One of the puzzles of Last Words from Montmartre is how to treat the posthumous manuscript, as the author has taken great pains to blur distinctions between personal confession and lyric aphorism. Not quite a roman à clef, the novel comprises twenty letters that circle around an unnamed narrator bearing conspicuous resemblances to Qiu and her series of failed relationships with women. Translator Ari Larissa Heinrich notes in the afterward that Qiu might have intended to use her own suicide as "a kind of speech act, as the ultimate means of sealing the connection between art and life." Qiu's suicide complicates our reading by opening up the possibility that Last Words from Montmartre, which culminates in themes of displacement and suicide-as-art, makes up only the first half of Qiu's masterpiece; the author's death, the death of a stigmatic, politically charged body (Qiu was a Taiwanese lesbian living between nations, culture, genders), completes the performance in a most excruciating form of poetic expression. Whether or not you read Qiu's suicide as a meta-fictional device, the shadow of her death falls across these letters, which are at times melancholy, passionate, and fatalistic, but always take its ideas seriously.
Qiu's masterpiece offers an ever-mutating sensibility drawn from various genres: psychological fiction, autobiography, lyric aphorism, letters, and journal entries. If you approach Last Words from Montmartre with expectations of plot, any semblance of a plotline will disintegrate in front of you. If you treat the text purely as a personal or cultural artifact, then you will surely miss its poetic resonances. The instinct underlying these letters is to purge a raw form of expression containing the unmediated knowledge of the unconscious, the "purest" form of art.
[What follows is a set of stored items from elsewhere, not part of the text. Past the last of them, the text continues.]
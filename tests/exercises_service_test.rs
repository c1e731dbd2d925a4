// ABOUTME: Integration tests for exercise creation, media lifecycle, and filtering
// ABOUTME: Covers sanitized uploads, tag attachment, list precedence, and safe deletion
//
// SPDX-License-Identifier: MIT OR Apache-2.0
// Copyright (c) 2025 Async-IO.org

#![allow(clippy::unwrap_used, clippy::expect_used, clippy::panic)]
#![allow(missing_docs)]

mod common;

use blockfit_server::errors::ErrorCode;
use blockfit_server::models::{ExerciseListFilter, ExercisePayload, Side, TagPayload};

use common::{create_block, create_exercise, create_test_resources, new_exercise};

#[tokio::test]
async fn test_create_stores_media_under_sanitized_name() {
    let harness = create_test_resources().await.unwrap();

    let view = harness
        .resources
        .exercises
        .create(new_exercise("Morning Stretch", vec![]))
        .await
        .unwrap();

    assert_eq!(view.filename, "morning_stretch.mp4");
    let stored = harness.media_dir.path().join("morning_stretch.mp4");
    assert_eq!(
        std::fs::read(stored).unwrap(),
        b"not really mp4 frames"
    );
}

#[tokio::test]
async fn test_create_attaches_tags() {
    let harness = create_test_resources().await.unwrap();
    let resources = &harness.resources;

    let strength = resources
        .tags
        .create(TagPayload {
            title_en: "Strength".to_string(),
            title_ru: "Сила".to_string(),
        })
        .await
        .unwrap();
    let mobility = resources
        .tags
        .create(TagPayload {
            title_en: "Mobility".to_string(),
            title_ru: "Подвижность".to_string(),
        })
        .await
        .unwrap();

    let view = resources
        .exercises
        .create(new_exercise("Deep Squat", vec![strength.id, mobility.id]))
        .await
        .unwrap();

    assert_eq!(view.tag_ids, vec![strength.id, mobility.id]);

    let fetched = resources.exercises.find(view.id).await.unwrap();
    assert_eq!(fetched.tag_ids, vec![strength.id, mobility.id]);
}

#[tokio::test]
async fn test_create_with_unknown_tag_rolls_back_media() {
    let harness = create_test_resources().await.unwrap();

    let err = harness
        .resources
        .exercises
        .create(new_exercise("Ghost Tagged", vec![12345]))
        .await
        .unwrap_err();

    assert_eq!(err.code, ErrorCode::ValidationError);
    // The aborted create must not leave the uploaded file behind
    assert!(!harness
        .media_dir
        .path()
        .join("ghost_tagged.mp4")
        .exists());
}

#[tokio::test]
async fn test_create_duplicate_title_is_validation_error() {
    let harness = create_test_resources().await.unwrap();
    let resources = &harness.resources;

    create_exercise(resources, "Unique Move").await.unwrap();
    let err = resources
        .exercises
        .create(new_exercise("Unique Move", vec![]))
        .await
        .unwrap_err();

    assert_eq!(err.code, ErrorCode::ValidationError);
}

#[tokio::test]
async fn test_list_block_filter_beats_suggestion() {
    let harness = create_test_resources().await.unwrap();
    let resources = &harness.resources;

    let inside = create_exercise(resources, "Inside Move").await.unwrap();
    create_exercise(resources, "Outside Move").await.unwrap();
    let block = create_block(resources, "Container").await.unwrap();
    resources
        .blocks
        .add_exercise(block.id, inside.id, Side::None)
        .await
        .unwrap();

    // The suggestion would match both; block membership wins
    let listed = resources
        .exercises
        .list(&ExerciseListFilter {
            block_ids: vec![block.id],
            suggestion: "move".to_string(),
            ..ExerciseListFilter::default()
        })
        .await
        .unwrap();

    assert_eq!(listed.len(), 1);
    assert_eq!(listed[0].id, inside.id);
}

#[tokio::test]
async fn test_list_suggestion_matches_either_locale() {
    let harness = create_test_resources().await.unwrap();
    let resources = &harness.resources;

    let matched = create_exercise(resources, "Bear Crawl").await.unwrap();
    create_exercise(resources, "Crab Walk").await.unwrap();

    let by_en = resources
        .exercises
        .list(&ExerciseListFilter {
            suggestion: "bear".to_string(),
            ..ExerciseListFilter::default()
        })
        .await
        .unwrap();
    assert_eq!(by_en.len(), 1);
    assert_eq!(by_en[0].id, matched.id);

    // The helper fills title_ru with a "(ru)" suffix; match on that locale
    let by_ru = resources
        .exercises
        .list(&ExerciseListFilter {
            suggestion: "bear crawl (RU)".to_string(),
            ..ExerciseListFilter::default()
        })
        .await
        .unwrap();
    assert_eq!(by_ru.len(), 1);
    assert_eq!(by_ru[0].id, matched.id);
}

#[tokio::test]
async fn test_update_merges_titles_and_tips() {
    let harness = create_test_resources().await.unwrap();
    let resources = &harness.resources;

    let exercise = create_exercise(resources, "Coached Move").await.unwrap();

    let updated = resources
        .exercises
        .update(
            exercise.id,
            ExercisePayload {
                title_en: String::new(),
                title_ru: String::new(),
                tips: vec!["keep the back straight".to_string()],
            },
        )
        .await
        .unwrap();

    assert_eq!(updated.title_en, "Coached Move");
    assert_eq!(updated.tips, vec!["keep the back straight".to_string()]);

    // An empty payload keeps everything, including the tips
    let unchanged = resources
        .exercises
        .update(exercise.id, ExercisePayload::default())
        .await
        .unwrap();
    assert_eq!(unchanged.tips, vec!["keep the back straight".to_string()]);
}

#[tokio::test]
async fn test_update_missing_exercise_is_not_found() {
    let harness = create_test_resources().await.unwrap();

    let err = harness
        .resources
        .exercises
        .update(404, ExercisePayload::default())
        .await
        .unwrap_err();

    assert_eq!(err.code, ErrorCode::NotFound);
}

#[tokio::test]
async fn test_delete_removes_media_file() {
    let harness = create_test_resources().await.unwrap();
    let resources = &harness.resources;

    let exercise = create_exercise(resources, "Disposable").await.unwrap();
    let stored = harness.media_dir.path().join(&exercise.filename);
    assert!(stored.exists());

    resources.exercises.delete(exercise.id).await.unwrap();

    assert!(!stored.exists());
    let err = resources.exercises.find(exercise.id).await.unwrap_err();
    assert_eq!(err.code, ErrorCode::NotFound);
}

#[tokio::test]
async fn test_delete_refuses_while_block_references_exercise() {
    let harness = create_test_resources().await.unwrap();
    let resources = &harness.resources;

    let exercise = create_exercise(resources, "Anchored").await.unwrap();
    let block = create_block(resources, "Anchor").await.unwrap();
    resources
        .blocks
        .add_exercise(block.id, exercise.id, Side::None)
        .await
        .unwrap();

    let err = resources.exercises.delete(exercise.id).await.unwrap_err();
    assert_eq!(err.code, ErrorCode::ReferencedEntity);
    assert!(err.message.contains(&format!("block {}", block.id)));

    // A soft-deleted block no longer counts as a live referrer
    resources.blocks.delete(block.id).await.unwrap();
    resources.exercises.delete(exercise.id).await.unwrap();
}

#[tokio::test]
async fn test_deleted_exercise_disappears_from_listings() {
    let harness = create_test_resources().await.unwrap();
    let resources = &harness.resources;

    let keep = create_exercise(resources, "Kept Move").await.unwrap();
    let gone = create_exercise(resources, "Gone Move").await.unwrap();
    resources.exercises.delete(gone.id).await.unwrap();

    let listed = resources
        .exercises
        .list(&ExerciseListFilter::default())
        .await
        .unwrap();

    assert_eq!(listed.len(), 1);
    assert_eq!(listed[0].id, keep.id);
}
Qiu's narrator records her thoughts with no particular narrative strategy; her aphorisms shape an attitude about various subjects such as love and displacement, but without forming a coherent argument. Instead, these musings accumulate across chapters and heighten the mood and themes, much like a poem.
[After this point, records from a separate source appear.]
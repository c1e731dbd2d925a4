// ABOUTME: Integration tests for block composition rules
// ABOUTME: Covers timing fit, slot capacity, draft gating, ordering, and safe deletion
//
// SPDX-License-Identifier: MIT OR Apache-2.0
// Copyright (c) 2025 Async-IO.org

#![allow(clippy::unwrap_used, clippy::expect_used, clippy::panic)]
#![allow(missing_docs)]

mod common;

use blockfit_server::errors::ErrorCode;
use blockfit_server::models::{ListFilter, Side, SortDirection};

use common::{block_payload, create_block, create_exercise, create_test_resources};

#[tokio::test]
async fn test_create_fits_inconsistent_timing() {
    let harness = create_test_resources().await.unwrap();
    let resources = &harness.resources;

    // 33 min of 37s + 11s cycles does not divide evenly
    let block = resources
        .blocks
        .create(block_payload("Morning Flow", 33, 37, 11))
        .await
        .unwrap();

    assert_eq!(block.total_duration, 33);
    assert_eq!(block.on_time, 40);
    assert_eq!(block.relax_time, 20);
    assert!(block.draft);
    assert!(block.exercises.is_empty());
    assert!(block.exercises_ids.is_empty());
}

#[tokio::test]
async fn test_create_keeps_consistent_timing() {
    let harness = create_test_resources().await.unwrap();

    let block = harness
        .resources
        .blocks
        .create(block_payload("Tabata", 20, 40, 20))
        .await
        .unwrap();

    assert_eq!(block.total_duration, 20);
    assert_eq!(block.on_time, 40);
    assert_eq!(block.relax_time, 20);
}

#[tokio::test]
async fn test_create_clamps_out_of_range_timing() {
    let harness = create_test_resources().await.unwrap();

    let block = harness
        .resources
        .blocks
        .create(block_payload("Extremes", 0, 0, 200))
        .await
        .unwrap();

    // 10 min of 20s + 30s cycles is exactly 12 slots
    assert_eq!(block.total_duration, 10);
    assert_eq!(block.on_time, 20);
    assert_eq!(block.relax_time, 30);
}

#[tokio::test]
async fn test_create_duplicate_title_is_validation_error() {
    let harness = create_test_resources().await.unwrap();
    let resources = &harness.resources;

    create_block(resources, "Core").await.unwrap();
    let err = resources
        .blocks
        .create(block_payload("Core", 15, 30, 30))
        .await
        .unwrap_err();

    assert_eq!(err.code, ErrorCode::ValidationError);
}

#[tokio::test]
async fn test_find_missing_block_is_not_found() {
    let harness = create_test_resources().await.unwrap();

    let err = harness.resources.blocks.find(42).await.unwrap_err();

    assert_eq!(err.code, ErrorCode::NotFound);
    assert!(err.message.contains("block 42"));
}

#[tokio::test]
async fn test_update_merges_and_refits() {
    let harness = create_test_resources().await.unwrap();
    let resources = &harness.resources;

    let block = create_block(resources, "Strength A").await.unwrap();

    // Empty title and zero total keep stored values; on and relax change
    let mut payload = block_payload("", 0, 45, 13);
    payload.title_ru = "Сила".to_string();
    let updated = resources.blocks.update(block.id, payload).await.unwrap();

    assert_eq!(updated.title_en, "Strength A");
    assert_eq!(updated.title_ru, "Сила");
    assert_eq!(updated.total_duration, 30);
    // 45s + 13s does not divide 30 min: on rounds up to 50, relax becomes 10
    assert_eq!(updated.on_time, 50);
    assert_eq!(updated.relax_time, 10);
}

#[tokio::test]
async fn test_update_applies_zero_relax_time() {
    let harness = create_test_resources().await.unwrap();
    let resources = &harness.resources;

    let block = resources
        .blocks
        .create(block_payload("Intervals", 10, 20, 10))
        .await
        .unwrap();
    assert_eq!(block.relax_time, 10);

    // An all-default payload still carries relax_time = 0, which is applied
    let updated = resources
        .blocks
        .update(block.id, block_payload("", 0, 0, 0))
        .await
        .unwrap();

    assert_eq!(updated.total_duration, 10);
    assert_eq!(updated.on_time, 20);
    assert_eq!(updated.relax_time, 0);
}

#[tokio::test]
async fn test_toggle_draft_flips_both_ways() {
    let harness = create_test_resources().await.unwrap();
    let resources = &harness.resources;

    let block = create_block(resources, "Cycle").await.unwrap();
    assert!(block.draft);

    let ready = resources.blocks.toggle_draft(block.id).await.unwrap();
    assert!(!ready.draft);

    let draft_again = resources.blocks.toggle_draft(block.id).await.unwrap();
    assert!(draft_again.draft);
}

#[tokio::test]
async fn test_add_exercise_keeps_insertion_order() {
    let harness = create_test_resources().await.unwrap();
    let resources = &harness.resources;

    let block = create_block(resources, "Full Body").await.unwrap();
    let squat = create_exercise(resources, "Squat").await.unwrap();
    let plank = create_exercise(resources, "Plank").await.unwrap();
    let lunge = create_exercise(resources, "Lunge").await.unwrap();

    resources
        .blocks
        .add_exercise(block.id, squat.id, Side::None)
        .await
        .unwrap();
    resources
        .blocks
        .add_exercise(block.id, plank.id, Side::Left)
        .await
        .unwrap();
    let detail = resources
        .blocks
        .add_exercise(block.id, lunge.id, Side::None)
        .await
        .unwrap();

    assert_eq!(detail.exercises_ids, vec![squat.id, plank.id, lunge.id]);
    let orders: Vec<i64> = detail.exercises.iter().map(|slot| slot.order).collect();
    assert_eq!(orders, vec![0, 1, 2]);
    assert_eq!(detail.exercises[1].side, Side::Left);
    assert_eq!(detail.exercises[0].title_en, "Squat");
}

#[tokio::test]
async fn test_add_exercise_to_ready_block_is_invalid_state() {
    let harness = create_test_resources().await.unwrap();
    let resources = &harness.resources;

    let block = create_block(resources, "Published").await.unwrap();
    let exercise = create_exercise(resources, "Burpee").await.unwrap();
    resources.blocks.toggle_draft(block.id).await.unwrap();

    let err = resources
        .blocks
        .add_exercise(block.id, exercise.id, Side::None)
        .await
        .unwrap_err();

    assert_eq!(err.code, ErrorCode::InvalidState);
}

#[tokio::test]
async fn test_add_duplicate_exercise_is_validation_error() {
    let harness = create_test_resources().await.unwrap();
    let resources = &harness.resources;

    let block = create_block(resources, "Repeats").await.unwrap();
    let exercise = create_exercise(resources, "Row").await.unwrap();

    resources
        .blocks
        .add_exercise(block.id, exercise.id, Side::None)
        .await
        .unwrap();
    let err = resources
        .blocks
        .add_exercise(block.id, exercise.id, Side::None)
        .await
        .unwrap_err();

    assert_eq!(err.code, ErrorCode::ValidationError);
}

#[tokio::test]
async fn test_add_exercise_to_full_block_is_refused() {
    let harness = create_test_resources().await.unwrap();
    let resources = &harness.resources;

    // 10 min of 60s + 0s cycles: exactly 10 slots
    let block = resources
        .blocks
        .create(block_payload("Dense", 10, 60, 0))
        .await
        .unwrap();

    for i in 0..10 {
        let exercise = create_exercise(resources, &format!("Filler {i}")).await.unwrap();
        resources
            .blocks
            .add_exercise(block.id, exercise.id, Side::None)
            .await
            .unwrap();
    }

    let extra = create_exercise(resources, "One Too Many").await.unwrap();
    let err = resources
        .blocks
        .add_exercise(block.id, extra.id, Side::None)
        .await
        .unwrap_err();

    assert_eq!(err.code, ErrorCode::Full);
}

#[tokio::test]
async fn test_remove_unlinked_exercise_is_not_found() {
    let harness = create_test_resources().await.unwrap();
    let resources = &harness.resources;

    let block = create_block(resources, "Sparse").await.unwrap();
    let exercise = create_exercise(resources, "Dip").await.unwrap();

    let err = resources
        .blocks
        .remove_exercise(block.id, exercise.id)
        .await
        .unwrap_err();

    assert_eq!(err.code, ErrorCode::NotFound);
    assert!(err
        .message
        .contains(&format!("exercise {} in block {}", exercise.id, block.id)));

    // The failed removal leaves the block untouched
    let detail = resources.blocks.find(block.id).await.unwrap();
    assert!(detail.exercises.is_empty());
}

#[tokio::test]
async fn test_remove_and_readd_resequences_slot_views() {
    let harness = create_test_resources().await.unwrap();
    let resources = &harness.resources;

    let block = create_block(resources, "Rotation").await.unwrap();
    let a = create_exercise(resources, "A Hold").await.unwrap();
    let b = create_exercise(resources, "B Hold").await.unwrap();
    let c = create_exercise(resources, "C Hold").await.unwrap();

    for exercise in [&a, &b, &c] {
        resources
            .blocks
            .add_exercise(block.id, exercise.id, Side::None)
            .await
            .unwrap();
    }

    // Drop the middle slot, then append a new one over the gap
    resources.blocks.remove_exercise(block.id, b.id).await.unwrap();
    let d = create_exercise(resources, "D Hold").await.unwrap();
    let detail = resources
        .blocks
        .add_exercise(block.id, d.id, Side::None)
        .await
        .unwrap();

    assert_eq!(detail.exercises_ids, vec![a.id, c.id, d.id]);
    let orders: Vec<i64> = detail.exercises.iter().map(|slot| slot.order).collect();
    assert_eq!(orders, vec![0, 1, 2]);

    // Stored orders keep the gap and never reuse the removed slot
    let stored: Vec<i64> = sqlx::query_scalar(
        "SELECT exercise_order FROM exercises_blocks WHERE block_id = $1 ORDER BY exercise_order",
    )
    .bind(block.id)
    .fetch_all(resources.database.pool())
    .await
    .unwrap();
    assert_eq!(stored, vec![0, 2, 3]);
}

#[tokio::test]
async fn test_remove_exercise_from_ready_block_is_invalid_state() {
    let harness = create_test_resources().await.unwrap();
    let resources = &harness.resources;

    let block = create_block(resources, "Sealed").await.unwrap();
    let exercise = create_exercise(resources, "Held Move").await.unwrap();
    resources
        .blocks
        .add_exercise(block.id, exercise.id, Side::None)
        .await
        .unwrap();
    resources.blocks.toggle_draft(block.id).await.unwrap();

    let err = resources
        .blocks
        .remove_exercise(block.id, exercise.id)
        .await
        .unwrap_err();

    assert_eq!(err.code, ErrorCode::InvalidState);
}

#[tokio::test]
async fn test_delete_refuses_while_training_references_block() {
    let harness = create_test_resources().await.unwrap();
    let resources = &harness.resources;

    let block = create_block(resources, "Shared").await.unwrap();
    let training = resources
        .trainings
        .create(common::training_payload("Monday"))
        .await
        .unwrap();
    resources
        .trainings
        .add_block(training.id, block.id)
        .await
        .unwrap();

    let err = resources.blocks.delete(block.id).await.unwrap_err();
    assert_eq!(err.code, ErrorCode::ReferencedEntity);
    assert!(err.message.contains(&format!("training {}", training.id)));

    // Releasing the reference unblocks deletion
    resources
        .trainings
        .remove_block(training.id, block.id)
        .await
        .unwrap();
    resources.blocks.delete(block.id).await.unwrap();

    let err = resources.blocks.find(block.id).await.unwrap_err();
    assert_eq!(err.code, ErrorCode::NotFound);
}

#[tokio::test]
async fn test_delete_twice_is_not_found() {
    let harness = create_test_resources().await.unwrap();
    let resources = &harness.resources;

    let block = create_block(resources, "Ephemeral").await.unwrap();
    resources.blocks.delete(block.id).await.unwrap();

    let err = resources.blocks.delete(block.id).await.unwrap_err();
    assert_eq!(err.code, ErrorCode::NotFound);
}

#[tokio::test]
async fn test_list_state_filter_splits_draft_and_ready() {
    let harness = create_test_resources().await.unwrap();
    let resources = &harness.resources;

    let legs = create_block(resources, "Leg Day").await.unwrap();
    let arms = create_block(resources, "Arm Day").await.unwrap();
    resources.blocks.toggle_draft(arms.id).await.unwrap();

    let drafts = resources
        .blocks
        .list(&ListFilter {
            state: "draft".to_string(),
            ..ListFilter::default()
        })
        .await
        .unwrap();
    assert_eq!(drafts.len(), 1);
    assert_eq!(drafts[0].id, legs.id);

    let ready = resources
        .blocks
        .list(&ListFilter {
            state: "ready".to_string(),
            ..ListFilter::default()
        })
        .await
        .unwrap();
    assert_eq!(ready.len(), 1);
    assert_eq!(ready[0].id, arms.id);

    // Unknown state strings fall back to the unfiltered listing
    let all = resources
        .blocks
        .list(&ListFilter {
            state: "archived".to_string(),
            ..ListFilter::default()
        })
        .await
        .unwrap();
    assert_eq!(all.len(), 2);
}

#[tokio::test]
async fn test_list_suggestion_beats_state_filter() {
    let harness = create_test_resources().await.unwrap();
    let resources = &harness.resources;

    let arms = create_block(resources, "Arm Day").await.unwrap();
    create_block(resources, "Leg Day").await.unwrap();
    resources.blocks.toggle_draft(arms.id).await.unwrap();

    // The suggestion matches the ready block even though state says draft
    let found = resources
        .blocks
        .list(&ListFilter {
            suggestion: "ARM".to_string(),
            state: "draft".to_string(),
            updated_at: SortDirection::Desc,
        })
        .await
        .unwrap();

    assert_eq!(found.len(), 1);
    assert_eq!(found[0].id, arms.id);
}

#[tokio::test]
async fn test_list_orders_by_updated_at() {
    let harness = create_test_resources().await.unwrap();
    let resources = &harness.resources;

    let old = create_block(resources, "Older").await.unwrap();
    let new = create_block(resources, "Newer").await.unwrap();

    // CURRENT_TIMESTAMP has second resolution; pin distinct values directly
    for (id, stamp) in [(old.id, "2024-01-01 08:00:00"), (new.id, "2024-06-01 08:00:00")] {
        sqlx::query("UPDATE blocks SET updated_at = $1 WHERE id = $2")
            .bind(stamp)
            .bind(id)
            .execute(resources.database.pool())
            .await
            .unwrap();
    }

    let desc = resources.blocks.list(&ListFilter::default()).await.unwrap();
    assert_eq!(
        desc.iter().map(|block| block.id).collect::<Vec<_>>(),
        vec![new.id, old.id]
    );

    let asc = resources
        .blocks
        .list(&ListFilter {
            updated_at: SortDirection::Asc,
            ..ListFilter::default()
        })
        .await
        .unwrap();
    assert_eq!(
        asc.iter().map(|block| block.id).collect::<Vec<_>>(),
        vec![old.id, new.id]
    );
}

#[tokio::test]
async fn test_list_excludes_deleted_and_carries_member_ids() {
    let harness = create_test_resources().await.unwrap();
    let resources = &harness.resources;

    let keep = create_block(resources, "Keeper").await.unwrap();
    let gone = create_block(resources, "Goner").await.unwrap();
    let exercise = create_exercise(resources, "Bridge").await.unwrap();
    resources
        .blocks
        .add_exercise(keep.id, exercise.id, Side::None)
        .await
        .unwrap();
    resources.blocks.delete(gone.id).await.unwrap();

    let listed = resources.blocks.list(&ListFilter::default()).await.unwrap();

    assert_eq!(listed.len(), 1);
    assert_eq!(listed[0].id, keep.id);
    assert_eq!(listed[0].exercises_ids, vec![exercise.id]);
}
All twenty letters reveal the details of the narrator's failed relationships and discuss at length the conditions for "eternal, perfect love." At times, these confessions contain elements of fragility and narcissism and call to mind the crushing melodrama of a youth's first heartache, in which practically every sensation is suffered as trauma. In the opening chapter, the narrator declares, "My sorrow, my day upon day and night upon night of relentless grief is not for the mess the world is in, and it's not for my own mortality; it's for my delicate heart and the wounds it has had to endure." This might come across as melodramatic in tone, considering the fact that the narrator is responding to a bad breakup and the death of a pet bunny. But indulgent though they may be, these letters "are themselves a fierce form of desire," a guidebook steering us through the complex emotional registers of adult life. The book pins its confessions on tortured melodrama, poetic riffs, and cool aphorisms, and risks being maudlin, repetitive, messy, difficult to read—all to record a breathtakingly intimate, raw, unfiltered confession. Few writers use the confession and aphorism as purely and effectively as Qiu, whose poetry offers a distinct type of clarity; Last Words from Montmartre achieves a profoundly intimate portrait of an individual whose life unravels before us.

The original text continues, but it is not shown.